Senate

Gallego accuses Sinema of wanting Democrats to lose House, Senate

Rep. Ruben Gallego (D-Ariz.) ratcheted up his criticism of Sen. Kyrsten Sinema (D-Ariz.) on Monday, accusing her of wanting Democrats to lose control of Congress in November. 

Gallego, who has floated a possible 2024 primary bid against the incumbent senator, was responding to comments Sinema made earlier Monday at the McConnell Center at the University of Louisville in which she indicated she believes Republicans are “likely” to win back the House or Senate in November.  

“I mean you could be out there helping our candidates @SenatorSinema But my sense is that you would actually prefer the Dems lose control of the Senate and House,” Gallego tweeted. “Now that I think of it.
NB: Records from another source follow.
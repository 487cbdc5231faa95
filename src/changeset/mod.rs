//! Change set model for the review pipeline.
//!
//! A [`ChangeSet`] is an immutable snapshot of what changed on the reviewed
//! branch relative to its base: the ordered changed paths, how many fall into
//! each [`Category`], and a coarse [`RiskLevel`]. It is built once per run by
//! [`ChangeSetInspector`] and only read afterwards.

mod inspector;

pub use inspector::{ChangeSetInspector, PatternSet};

use serde::{Deserialize, Serialize};
use sha2::{Digest, Sha256};
use std::fmt;

/// How a path changed relative to the base.
#[derive(Debug, Clone, Copy, PartialEq, Eq, Hash, Serialize, Deserialize)]
#[serde(rename_all = "snake_case")]
pub enum ChangeKind {
    Added,
    Modified,
    Deleted,
    Renamed,
}

impl ChangeKind {
    /// Single-letter marker in the style of `git status --short`.
    pub fn marker(&self) -> char {
        match self {
            ChangeKind::Added => 'A',
            ChangeKind::Modified => 'M',
            ChangeKind::Deleted => 'D',
            ChangeKind::Renamed => 'R',
        }
    }
}

/// A changed path as reported by the version-control collaborator.
#[derive(Debug, Clone, PartialEq, Eq, Serialize, Deserialize)]
pub struct ChangedPath {
    /// Repository-relative path, `/`-separated
    pub path: String,
    pub kind: ChangeKind,
}

impl ChangedPath {
    pub fn new(path: impl Into<String>, kind: ChangeKind) -> Self {
        Self {
            path: path.into(),
            kind,
        }
    }
}

/// Classification label for a changed path.
#[derive(Debug, Clone, Copy, PartialEq, Eq, Hash, PartialOrd, Ord, Serialize, Deserialize)]
#[serde(rename_all = "snake_case")]
pub enum Category {
    Ui,
    Test,
    Docs,
    Config,
    Other,
}

impl fmt::Display for Category {
    fn fmt(&self, f: &mut fmt::Formatter<'_>) -> fmt::Result {
        match self {
            Category::Ui => write!(f, "ui"),
            Category::Test => write!(f, "test"),
            Category::Docs => write!(f, "docs"),
            Category::Config => write!(f, "config"),
            Category::Other => write!(f, "other"),
        }
    }
}

/// Per-category counts of changed paths.
#[derive(Debug, Clone, Copy, Default, PartialEq, Eq, Serialize, Deserialize)]
pub struct CategoryCounts {
    pub ui: usize,
    pub test: usize,
    pub docs: usize,
    pub config: usize,
    pub other: usize,
}

impl CategoryCounts {
    pub fn add(&mut self, category: Category) {
        match category {
            Category::Ui => self.ui += 1,
            Category::Test => self.test += 1,
            Category::Docs => self.docs += 1,
            Category::Config => self.config += 1,
            Category::Other => self.other += 1,
        }
    }

    pub fn get(&self, category: Category) -> usize {
        match category {
            Category::Ui => self.ui,
            Category::Test => self.test,
            Category::Docs => self.docs,
            Category::Config => self.config,
            Category::Other => self.other,
        }
    }

    pub fn total(&self) -> usize {
        self.ui + self.test + self.docs + self.config + self.other
    }
}

/// Coarse risk score. Ordered: `Low < Medium < High`.
#[derive(
    Debug, Clone, Copy, Default, PartialEq, Eq, Hash, PartialOrd, Ord, Serialize, Deserialize,
)]
#[serde(rename_all = "snake_case")]
pub enum RiskLevel {
    #[default]
    Low,
    Medium,
    High,
}

impl fmt::Display for RiskLevel {
    fn fmt(&self, f: &mut fmt::Formatter<'_>) -> fmt::Result {
        match self {
            RiskLevel::Low => write!(f, "low"),
            RiskLevel::Medium => write!(f, "medium"),
            RiskLevel::High => write!(f, "high"),
        }
    }
}

/// The base the change set was computed against.
#[derive(Debug, Clone, Default, PartialEq, Eq, Serialize, Deserialize)]
pub struct ChangeContext {
    /// Checked-out branch, `None` for a detached HEAD
    pub branch: Option<String>,
    /// Resolved base reference (e.g. `origin/main`)
    pub base: String,
}

/// A changed path together with its category.
#[derive(Debug, Clone, PartialEq, Eq, Serialize, Deserialize)]
pub struct ClassifiedPath {
    pub path: String,
    pub kind: ChangeKind,
    pub category: Category,
}

/// Immutable snapshot of the reviewed changes.
#[derive(Debug, Clone, PartialEq, Eq, Serialize, Deserialize)]
pub struct ChangeSet {
    context: ChangeContext,
    paths: Vec<ClassifiedPath>,
    counts: CategoryCounts,
    risk: RiskLevel,
}

impl ChangeSet {
    pub(crate) fn new(
        context: ChangeContext,
        paths: Vec<ClassifiedPath>,
        counts: CategoryCounts,
        risk: RiskLevel,
    ) -> Self {
        Self {
            context,
            paths,
            counts,
            risk,
        }
    }

    pub fn context(&self) -> &ChangeContext {
        &self.context
    }

    pub fn branch(&self) -> Option<&str> {
        self.context.branch.as_deref()
    }

    pub fn base(&self) -> &str {
        &self.context.base
    }

    /// Changed paths in the order the collaborator reported them.
    pub fn paths(&self) -> &[ClassifiedPath] {
        &self.paths
    }

    pub fn counts(&self) -> &CategoryCounts {
        &self.counts
    }

    pub fn risk(&self) -> RiskLevel {
        self.risk
    }

    pub fn len(&self) -> usize {
        self.paths.len()
    }

    pub fn is_empty(&self) -> bool {
        self.paths.is_empty()
    }

    /// Whether at least one changed path is UI.
    pub fn has_ui_changes(&self) -> bool {
        self.counts.ui > 0
    }

    /// Paths in a given category.
    pub fn paths_in(&self, category: Category) -> impl Iterator<Item = &ClassifiedPath> {
        self.paths.iter().filter(move |p| p.category == category)
    }

    /// Stable fingerprint of the base and the changed paths.
    ///
    /// Used to tell whether a session was started against the same changes.
    pub fn fingerprint(&self) -> String {
        let mut hasher = Sha256::new();
        hasher.update(self.context.base.as_bytes());
        for p in &self.paths {
            hasher.update([0u8]);
            hasher.update(p.path.as_bytes());
            hasher.update([p.kind.marker() as u8]);
        }
        let result = hasher.finalize();
        format!("{:x}", result)[..16].to_string()
    }

    /// One-line summary, e.g. `5 files (ui 2, test 1, other 2), risk medium`.
    pub fn summary(&self) -> String {
        let parts: Vec<String> = [
            Category::Ui,
            Category::Test,
            Category::Docs,
            Category::Config,
            Category::Other,
        ]
        .into_iter()
        .filter(|c| self.counts.get(*c) > 0)
        .map(|c| format!("{} {}", c, self.counts.get(c)))
        .collect();

        let files = if self.paths.len() == 1 { "file" } else { "files" };
        if parts.is_empty() {
            format!("0 files, risk {}", self.risk)
        } else {
            format!(
                "{} {} ({}), risk {}",
                self.paths.len(),
                files,
                parts.join(", "),
                self.risk
            )
        }
    }
}
#[cfg(test)]
mod tests {
    use super::*;
    use crate::changeset::{ChangeContext, ChangeKind, ChangedPath};
    use crate::review_config::InspectorConfig;
    use crate::stage::builtin_stages;
    use crate::tracker::StaticChangeSource;
    use std::fs;
    use tempfile::tempdir;

    fn source(paths: &[&str]) -> StaticChangeSource {
        StaticChangeSource::new(
            ChangeContext {
                branch: Some("feature/login".to_string()),
                base: "main".to_string(),
            },
            paths
                .iter()
                .map(|p| ChangedPath::new(*p, ChangeKind::Modified))
                .collect(),
        )
    }

    fn orchestrator(review_dir: &Path, paths: &[&str]) -> Orchestrator {
        let inspector = ChangeSetInspector::new(&InspectorConfig::default()).unwrap();
        Orchestrator::start(&inspector, &source(paths), review_dir, builtin_stages()).unwrap()
    }

    fn suspended(advance: Advance) -> Suspension {
        match advance {
            Advance::Suspended(s) => s,
            Advance::Finished(_) => panic!("expected a suspension"),
        }
    }

    #[test]
    fn test_first_advance_requests_first_stage() {
        let dir = tempdir().unwrap();
        let orch = orchestrator(dir.path(), &["src/lib.rs"]);

        let s = suspended(orch.advance(None).unwrap());
        assert_eq!(s.stage, "status_analysis");
        assert!(!s.resumed);
        assert!(s.request_path.exists());
        let session = SessionLocator::for_context(dir.path(), Some("feature/login"));
        assert!(s.request_path.starts_with(session.dir()));
        assert!(orch.manifest().unwrap().is_some());
    }

    #[test]
    fn test_advance_without_response_resumes_same_stage() {
        let dir = tempdir().unwrap();
        let orch = orchestrator(dir.path(), &["src/lib.rs"]);
        let first = suspended(orch.advance(None).unwrap());

        let again = suspended(orch.advance(None).unwrap());
        assert_eq!(again.stage, first.stage);
        assert_eq!(again.request, first.request);
        assert!(again.resumed);
    }

    #[test]
    fn test_inbox_response_is_ingested() {
        let dir = tempdir().unwrap();
        let orch = orchestrator(dir.path(), &["src/lib.rs"]);
        let s = suspended(orch.advance(None).unwrap());
        fs::write(&s.inbox_path, "status findings").unwrap();

        let next = suspended(orch.advance(None).unwrap());
        assert_eq!(next.stage, "coverage_analysis");
        assert!(next.request.as_str().contains("status findings"));
    }

    #[test]
    fn test_malformed_response_keeps_stage_awaiting() {
        let dir = tempdir().unwrap();
        let orch = orchestrator(dir.path(), &["src/lib.rs"]);
        orch.advance(None).unwrap();

        let err = orch
            .advance(Some(ResponsePayload::new("   ")))
            .unwrap_err();
        assert!(err.is_recoverable());
        let progress = orch.progress().unwrap();
        assert_eq!(progress[0].status, StageStatus::AwaitingResponse);

        // Retry with real content
        let next = suspended(orch.advance(Some(ResponsePayload::new("ok"))).unwrap());
        assert_eq!(next.stage, "coverage_analysis");
    }

    #[test]
    fn test_full_run_without_ui_skips_accessibility() {
        let dir = tempdir().unwrap();
        let orch = orchestrator(dir.path(), &["src/lib.rs"]);
        orch.advance(None).unwrap();

        let s = suspended(orch.advance(Some(ResponsePayload::new("status"))).unwrap());
        assert_eq!(s.stage, "coverage_analysis");
        let s = suspended(orch.advance(Some(ResponsePayload::new("coverage"))).unwrap());
        assert_eq!(s.stage, "final_consolidation");

        let outcome = match orch.advance(Some(ResponsePayload::new("checklist"))).unwrap() {
            Advance::Finished(o) => o,
            Advance::Suspended(s) => panic!("unexpected suspension at {}", s.stage),
        };
        assert_eq!(
            outcome.completed,
            vec!["status_analysis", "coverage_analysis", "final_consolidation"]
        );
        assert_eq!(outcome.skipped, vec!["accessibility_analysis"]);
        assert_eq!(outcome.state.artifact(), Some("checklist"));
        assert_eq!(outcome.state.notes(), Some("coverage"));

        // Accessibility never had a request
        let locator = orch.store().locator();
        assert!(!locator.request_path("accessibility_analysis").exists());
        assert!(locator.skipped_path("accessibility_analysis").exists());
    }

    #[test]
    fn test_response_without_in_flight_stage_is_ignored() {
        let dir = tempdir().unwrap();
        let orch = orchestrator(dir.path(), &["src/lib.rs"]);
        // Nothing requested yet: the response is dropped and the first stage is requested
        let s = suspended(orch.advance(Some(ResponsePayload::new("stray"))).unwrap());
        assert_eq!(s.stage, "status_analysis");
        assert_eq!(orch.progress().unwrap()[0].status, StageStatus::AwaitingResponse);
    }

    #[test]
    fn test_respond_rejects_wrong_stage() {
        let dir = tempdir().unwrap();
        let orch = orchestrator(dir.path(), &["src/lib.rs"]);
        orch.advance(None).unwrap();
        let err = orch
            .respond("coverage_analysis", ResponsePayload::new("x"))
            .unwrap_err();
        assert!(err.to_string().contains("not awaiting"));
        assert!(matches!(
            orch.respond("bogus", ResponsePayload::new("x")),
            Err(PipelineError::UnknownStage(_))
        ));
    }

    #[test]
    fn test_materialize_pending_with_unfinished_dependency() {
        let dir = tempdir().unwrap();
        let orch = orchestrator(dir.path(), &["src/lib.rs"]);
        let err = orch.materialize("coverage_analysis").unwrap_err();
        match err {
            PipelineError::DependencyNotReady { stage, dependency } => {
                assert_eq!(stage, "coverage_analysis");
                assert_eq!(dependency, "status_analysis");
            }
            other => panic!("unexpected error: {other}"),
        }
        assert!(!orch.store().exists());
    }

    #[test]
    fn test_materialize_completed_replays() {
        let dir = tempdir().unwrap();
        let orch = orchestrator(dir.path(), &["src/lib.rs"]);
        orch.advance(None).unwrap();
        orch.advance(Some(ResponsePayload::new("status"))).unwrap();

        match orch.materialize("status_analysis").unwrap() {
            Materialized::Replayed { response, .. } => assert_eq!(response.as_str(), "status"),
            other => panic!("unexpected: {other:?}"),
        }
    }

    #[test]
    fn test_materialize_gated_stage_is_skipped() {
        let dir = tempdir().unwrap();
        let orch = orchestrator(dir.path(), &["src/lib.rs"]);
        orch.advance(None).unwrap();
        orch.advance(Some(ResponsePayload::new("status"))).unwrap();
        orch.advance(Some(ResponsePayload::new("coverage"))).unwrap();

        // Already skipped on the way to final consolidation
        assert_eq!(
            orch.materialize("accessibility_analysis").unwrap(),
            Materialized::Skipped {
                stage: "accessibility_analysis".to_string()
            }
        );
    }

    #[test]
    fn test_reopen_discards_dependents() {
        let dir = tempdir().unwrap();
        let orch = orchestrator(dir.path(), &["src/Button.tsx"]);
        orch.advance(None).unwrap();
        orch.advance(Some(ResponsePayload::new("status"))).unwrap();
        orch.advance(Some(ResponsePayload::new("coverage"))).unwrap();

        let discarded = orch.reopen("coverage_analysis").unwrap();
        assert_eq!(
            discarded,
            vec![
                "coverage_analysis",
                "accessibility_analysis",
                "final_consolidation"
            ]
        );
        let s = suspended(orch.advance(None).unwrap());
        assert_eq!(s.stage, "coverage_analysis");
        assert!(!s.resumed);
    }

    #[test]
    fn test_start_propagates_inspection_errors() {
        struct Failing;
        impl ChangeSource for Failing {
            fn changed_paths(&self) -> Result<(ChangeContext, Vec<ChangedPath>)> {
                Err(PipelineError::NoActiveBranch {
                    reason: "detached HEAD".to_string(),
                })
            }
        }

        let dir = tempdir().unwrap();
        let inspector = ChangeSetInspector::new(&InspectorConfig::default()).unwrap();
        let err = Orchestrator::start(&inspector, &Failing, dir.path(), builtin_stages())
            .unwrap_err();
        assert!(matches!(err, PipelineError::NoActiveBranch { .. }));
        assert_eq!(fs::read_dir(dir.path()).unwrap().count(), 0);
    }
}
I have been traveling the state and country. Donating, raising funds and encouraging people to come out and vote and I have seen you nowhere @SenatorSinema.”

A Sinema spokesperson declined to comment directly, but pointed The Hill to the theme of her speech on Monday — bipartisanship and political discourse — and an excerpt from it centered on how politics in Washington have become “increasingly radicalized” and “spiraling steadily downward into bitter tribal extremism.”

“Cable news pundits, outside groups, and some political leaders on both sides of the aisle have let the loudest, most extreme voices in each party dominate the discourse and set the agenda because it stokes anger and gets tweets, views and clicks. But it doesn’t solve problems,” Sinema said in her speech.

“More and more, it seems as though Americans are being told that in order to be a member of either political party, you must adhere to a strict set list of policy viewpoints. But that is not how the majority of Arizonans — or Kentuckians — or everyday Americans think,” she added, pointing to the economic troubles facing the U.S.

Gallego has been a frequent critic of the Arizona senator, especially for declining to back key parts of President Biden’s agenda over the last year, headlined by the Build Back Better package.

In January, the Democratic congressman reportedly met with some of Sinema’s donors in New York after she and Sen. Joe Manchin (D-W.Va.) killed the Democratic effort to roll back the legislative filibuster and said that Democrats and progressives have been prodding him about a potential primary run.

Since then, Sinema has notched a couple of wins, as she was involved in crafting the gun violence package following the tragic killings at Robb Elementary School in Uvalde, Texas, that passed in June. She also supported the Inflation Reduction Act last month. 

In her Monday speech, Sinema reiterated calls for a 60-vote threshold in the Senate to be restored for all executive and judicial branch nominees, while also emphasizing the need to reject “extreme partisanship” in politics.

“Continuing to indulge our increasingly toxic politics won’t help us come together to solve the problems that plague us,” Sinema said. “We can reject extreme partisanship, ignore the noise on cable news and the zero-sum political games, and instead focus on what unites us — choosing to work together to make progress on the issues that matter most to the Americans we serve,” she told the McConnell Center. “Imagine what more we could accomplish if more leaders joined me in this approach — if, rather than staying in their comfortable partisan corners, more leaders reached out in a genuine desire to find good-faith compromises, and craft durable solutions to our country’s most difficult challenges.”